What does leading with AI look like?
To lead with AI, you can’t simply set up a small innovation team to solve point problems. You must embed AI throughout the organization, such that every team is taking advantage of the technology and incorporating it into their operations.
The specifics will vary from company to company, but there are some general strategies that will help you begin leading with AI.
Leading with AI doesn’t just happen in the blink of an eye. It’s going to take time and hard work, and it’s critical you stay persistent.
Amazon, a leader in machine learning technology applications, didn’t start out using advanced AI techniques on day one. Just like everyone else, they had to go on a journey filled with discovery, successes—and the occasional course correction. For example, in 2017, Amazon launched a TV ad that accidentally triggered Alexa devices in its customers’ homes to purchase an expensive dollhouse. Not ideal, and not the best advertisement for the convenience of their machine learning devices.
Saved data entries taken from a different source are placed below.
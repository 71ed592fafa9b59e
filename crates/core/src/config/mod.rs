//! Application configuration with layered loading.
//!
//! This module provides configuration management using figment for layered
//! configuration loading from multiple sources:
//!
//! 1. Environment variables (ROZKLAD_*)
//! 2. TOML config file (if ROZKLAD_CONFIG_FILE set)
//! 3. Built-in defaults
//!
//! Command-line flags are applied on top of the loaded value by the binaries.

use std::path::PathBuf;
use std::time::Duration;

use figment::{
    Figment,
    providers::{Env, Format, Serialized, Toml},
};
use serde::{Deserialize, Serialize};

use crate::timetable::{BusRoute, KnownStop};

mod validation;

pub use validation::ConfigError;

/// Application configuration with layered loading.
///
/// Loading precedence (highest wins):
/// 1. Environment variables (ROZKLAD_*)
/// 2. TOML config file (if ROZKLAD_CONFIG_FILE set)
/// 3. Built-in defaults
#[derive(Debug, Clone, Serialize, Deserialize)]
pub struct AppConfig {
    /// User-Agent string for HTTP requests.
    #[serde(default = "default_user_agent")]
    pub user_agent: String,

    /// HTTP request timeout in milliseconds.
    #[serde(default = "default_timeout_ms")]
    pub timeout_ms: u64,

    /// Maximum bytes to fetch per request.
    #[serde(default = "default_max_bytes")]
    pub max_bytes: usize,

    /// Scheme and host of the TV listings site.
    #[serde(default = "default_tv_base_url")]
    pub tv_base_url: String,

    /// Path of the station index page on the TV listings site.
    #[serde(default = "default_stations_path")]
    pub stations_path: String,

    /// Timetable CMS endpoint.
    #[serde(default = "default_bus_base_url")]
    pub bus_base_url: String,

    /// `IDKlienta` query parameter sent to the timetable CMS.
    #[serde(default = "default_bus_client_id")]
    pub bus_client_id: String,

    /// `cmd` query parameter sent to the timetable CMS.
    #[serde(default = "default_bus_cmd")]
    pub bus_cmd: String,

    /// Stops and lines reported when `rozklad-bus` is run without a stop.
    #[serde(default = "default_bus_routes")]
    pub bus_routes: Vec<BusRoute>,

    /// Directory the HTML reports are written to.
    #[serde(default = "default_out_dir")]
    pub out_dir: PathBuf,

    #[serde(default = "default_smtp_host")]
    pub smtp_host: String,

    #[serde(default = "default_smtp_port")]
    pub smtp_port: u16,

    #[serde(default = "default_smtp_user")]
    pub smtp_user: String,

    /// SMTP password. Required only when the email report is requested.
    ///
    /// Set via ROZKLAD_SMTP_PASS environment variable.
    #[serde(default)]
    pub smtp_pass: Option<String>,

    /// Recipient of the run report.
    #[serde(default = "default_admin_email")]
    pub admin_email: String,
}

fn default_user_agent() -> String {
    concat!("rozklad/", env!("CARGO_PKG_VERSION")).into()
}

fn default_timeout_ms() -> u64 {
    20_000
}

fn default_max_bytes() -> usize {
    5_242_880 // 5MB
}

fn default_tv_base_url() -> String {
    "https://www.teleman.pl".into()
}

fn default_stations_path() -> String {
    "/program-tv/stacje".into()
}

fn default_bus_base_url() -> String {
    "http://cms.mobiinfo.pl/m/r7xp.php".into()
}

fn default_bus_client_id() -> String {
    "KONIN_MZK_NOWY".into()
}

fn default_bus_cmd() -> String {
    "rozID".into()
}

fn default_bus_routes() -> Vec<BusRoute> {
    vec![
        BusRoute::new(KnownStop::ChopinaCentrum.name(), &["54", "55", "59"]),
        BusRoute::new(KnownStop::PaderewskiegoSzymanowskiegoPilsudskiego.name(), &["53"]),
    ]
}

fn default_out_dir() -> PathBuf {
    PathBuf::from("out")
}

fn default_smtp_host() -> String {
    "smtp.mailgun.org".into()
}

fn default_smtp_port() -> u16 {
    25
}

fn default_smtp_user() -> String {
    "postmaster@example.com".into()
}

fn default_admin_email() -> String {
    "admin@example.com".into()
}

impl Default for AppConfig {
    fn default() -> Self {
        Self {
            user_agent: default_user_agent(),
            timeout_ms: default_timeout_ms(),
            max_bytes: default_max_bytes(),
            tv_base_url: default_tv_base_url(),
            stations_path: default_stations_path(),
            bus_base_url: default_bus_base_url(),
            bus_client_id: default_bus_client_id(),
            bus_cmd: default_bus_cmd(),
            bus_routes: default_bus_routes(),
            out_dir: default_out_dir(),
            smtp_host: default_smtp_host(),
            smtp_port: default_smtp_port(),
            smtp_user: default_smtp_user(),
            smtp_pass: None,
            admin_email: default_admin_email(),
        }
    }
}

impl AppConfig {
    /// Timeout as Duration for use with reqwest.
    pub fn timeout(&self) -> Duration {
        Duration::from_millis(self.timeout_ms)
    }

    /// Load configuration from all sources with layered precedence.
    ///
    /// Priority (highest wins):
    /// 1. Environment variables prefixed with `ROZKLAD_`
    /// 2. TOML file from `ROZKLAD_CONFIG_FILE` (if set)
    /// 3. Built-in defaults via `Default::default()`
    ///
    /// # Errors
    ///
    /// Returns `ConfigError` if:
    /// - Configuration file cannot be read
    /// - Environment variables cannot be parsed
    /// - Validation fails after loading
    pub fn load() -> Result<Self, ConfigError> {
        let mut figment = Figment::from(Serialized::defaults(Self::default()));

        if let Ok(config_path) = std::env::var("ROZKLAD_CONFIG_FILE") {
            figment = figment.merge(Toml::file(&config_path));
        }

        figment = figment.merge(Env::prefixed("ROZKLAD_").map(|key| key.as_str().to_lowercase().into()));

        let config: Self = figment.extract().map_err(|e| ConfigError::LoadFailed(e.to_string()))?;

        config.validate()?;

        Ok(config)
    }

    /// SMTP password, required once the email stage is enabled.
    ///
    /// # Errors
    ///
    /// Returns `ConfigError::Missing` if no password is set or it is empty.
    pub fn require_smtp_pass(&self) -> Result<&str, ConfigError> {
        self.smtp_pass
            .as_deref()
            .filter(|p| !p.is_empty())
            .ok_or_else(|| ConfigError::Missing {
                field: "smtp_pass".into(),
                hint: "pass --smtp-pass or set ROZKLAD_SMTP_PASS".into(),
            })
    }
}
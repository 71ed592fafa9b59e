//! Command-line front end for rozklad.
//!
//! Shared by the `program-tv` and `rozklad-bus` binaries: argument parsing
//! and validation, logging setup, run dispatch and the report email.

pub mod args;
pub mod email;
pub mod logging;
pub mod run;

pub use args::{ArgsError, BusArgs, Mode, TvArgs};
pub use email::{EmailError, Mailer};
pub use run::{TvRun, run_bus, run_routes, run_tv};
They stuck with progress, though, and learned from their mistakes. They were persistent, even though they started out behind the pack. Their focus on incremental progress meant that it only took five short years for Alexa to beat out Siri and Google Assistant in the smart home speaker market. Alexa may have had a slow start, but now she’s a very strong player in the market.
Persistence and determination are the ingredients that build leaders in AI—not perfection from the start.
Train Your Leaders to Look for AI Solutions
Before a business can lead with AI, it has to identify problems AI can solve. You can’t accomplish this by building an AI tiger team and turning them loose to hunt through each department for inefficiencies. That AI team wouldn’t have the necessary context, and all its time would be spent coming up to speed on the operations of the various departments.
Each division or department is familiar with its own operations and has the context to identify the most important problems. What they might lack is an understanding of AI and the types of problems it can solve. Giving them that training is the first step.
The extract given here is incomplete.